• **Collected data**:

■ ■ ■ ■ ■ ■ ■

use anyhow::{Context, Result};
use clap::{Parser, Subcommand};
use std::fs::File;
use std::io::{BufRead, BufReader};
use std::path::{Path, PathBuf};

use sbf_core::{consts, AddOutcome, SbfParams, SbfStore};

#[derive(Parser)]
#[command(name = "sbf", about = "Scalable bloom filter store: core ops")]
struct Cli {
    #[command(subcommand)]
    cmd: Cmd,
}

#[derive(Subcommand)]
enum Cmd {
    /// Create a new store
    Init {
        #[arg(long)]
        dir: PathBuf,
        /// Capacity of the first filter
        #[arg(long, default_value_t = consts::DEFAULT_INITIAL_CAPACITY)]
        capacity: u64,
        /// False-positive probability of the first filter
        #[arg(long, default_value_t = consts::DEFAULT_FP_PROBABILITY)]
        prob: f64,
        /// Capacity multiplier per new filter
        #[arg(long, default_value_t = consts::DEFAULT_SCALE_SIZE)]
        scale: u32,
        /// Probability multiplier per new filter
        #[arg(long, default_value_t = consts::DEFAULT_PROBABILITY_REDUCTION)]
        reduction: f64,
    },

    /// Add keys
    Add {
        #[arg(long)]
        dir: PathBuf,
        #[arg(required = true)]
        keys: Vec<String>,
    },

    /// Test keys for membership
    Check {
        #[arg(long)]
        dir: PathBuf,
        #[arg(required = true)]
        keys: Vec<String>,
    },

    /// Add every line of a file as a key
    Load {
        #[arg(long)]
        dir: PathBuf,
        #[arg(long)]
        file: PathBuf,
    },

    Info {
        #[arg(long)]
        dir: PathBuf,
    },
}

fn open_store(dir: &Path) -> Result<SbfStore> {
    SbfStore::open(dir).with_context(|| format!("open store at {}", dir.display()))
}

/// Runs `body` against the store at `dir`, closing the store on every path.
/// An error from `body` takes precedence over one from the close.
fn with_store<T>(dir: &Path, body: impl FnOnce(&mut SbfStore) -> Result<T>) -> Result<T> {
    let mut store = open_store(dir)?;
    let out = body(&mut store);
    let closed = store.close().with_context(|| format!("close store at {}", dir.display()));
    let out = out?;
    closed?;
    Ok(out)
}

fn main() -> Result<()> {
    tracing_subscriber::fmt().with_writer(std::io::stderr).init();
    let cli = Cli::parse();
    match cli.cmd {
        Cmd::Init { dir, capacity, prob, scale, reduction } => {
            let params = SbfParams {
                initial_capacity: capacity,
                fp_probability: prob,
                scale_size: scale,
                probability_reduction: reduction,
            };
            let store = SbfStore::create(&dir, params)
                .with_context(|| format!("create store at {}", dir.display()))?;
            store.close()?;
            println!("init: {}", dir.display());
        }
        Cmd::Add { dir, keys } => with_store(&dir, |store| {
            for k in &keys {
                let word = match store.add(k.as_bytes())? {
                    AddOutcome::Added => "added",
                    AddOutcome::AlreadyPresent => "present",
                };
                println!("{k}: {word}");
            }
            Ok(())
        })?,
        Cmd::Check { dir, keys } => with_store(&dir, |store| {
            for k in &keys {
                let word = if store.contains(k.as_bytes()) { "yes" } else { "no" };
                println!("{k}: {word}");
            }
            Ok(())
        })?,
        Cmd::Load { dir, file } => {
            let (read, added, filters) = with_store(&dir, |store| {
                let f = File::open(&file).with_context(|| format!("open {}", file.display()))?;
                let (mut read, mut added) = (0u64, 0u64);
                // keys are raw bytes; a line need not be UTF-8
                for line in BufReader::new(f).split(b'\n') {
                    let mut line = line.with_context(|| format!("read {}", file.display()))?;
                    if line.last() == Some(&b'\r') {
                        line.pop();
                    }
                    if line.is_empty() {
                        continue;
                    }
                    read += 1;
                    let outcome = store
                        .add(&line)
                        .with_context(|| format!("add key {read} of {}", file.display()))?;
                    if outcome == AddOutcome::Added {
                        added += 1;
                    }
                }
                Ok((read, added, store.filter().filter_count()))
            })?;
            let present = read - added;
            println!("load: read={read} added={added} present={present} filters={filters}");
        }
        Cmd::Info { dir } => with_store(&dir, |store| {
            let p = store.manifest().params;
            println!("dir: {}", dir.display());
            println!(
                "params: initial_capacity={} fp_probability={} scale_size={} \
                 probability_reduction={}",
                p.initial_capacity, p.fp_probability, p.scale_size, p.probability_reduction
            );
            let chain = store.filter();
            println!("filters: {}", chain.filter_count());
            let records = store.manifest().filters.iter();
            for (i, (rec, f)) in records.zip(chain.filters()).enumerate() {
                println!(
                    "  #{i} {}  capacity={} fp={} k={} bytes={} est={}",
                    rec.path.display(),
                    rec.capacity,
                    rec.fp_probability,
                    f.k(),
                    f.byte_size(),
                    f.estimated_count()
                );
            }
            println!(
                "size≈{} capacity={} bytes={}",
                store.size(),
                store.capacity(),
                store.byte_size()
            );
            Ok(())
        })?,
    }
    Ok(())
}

■ ■ ■ ■ ■ ■ ■

• **WORK TO COMPLETE**: Above are the records; from them, give again exactly the lines from the one containing "let mut store = open_store(dir)?;" to the one containing "tracing_subscriber::fmt().with_writer(std::io::stderr).init();", both lines included, and nothing more.

• **ANSWER TO THE PROBLEM**:
    let mut store = open_store(dir)?;
    let out = body(&mut store);
    let closed = store.close().with_context(|| format!("close store at {}", dir.display()));
    let out = out?;
    closed?;
    Ok(out)
}

fn main() -> Result<()> {
    tracing_subscriber::fmt().with_writer(std::io::stderr).init();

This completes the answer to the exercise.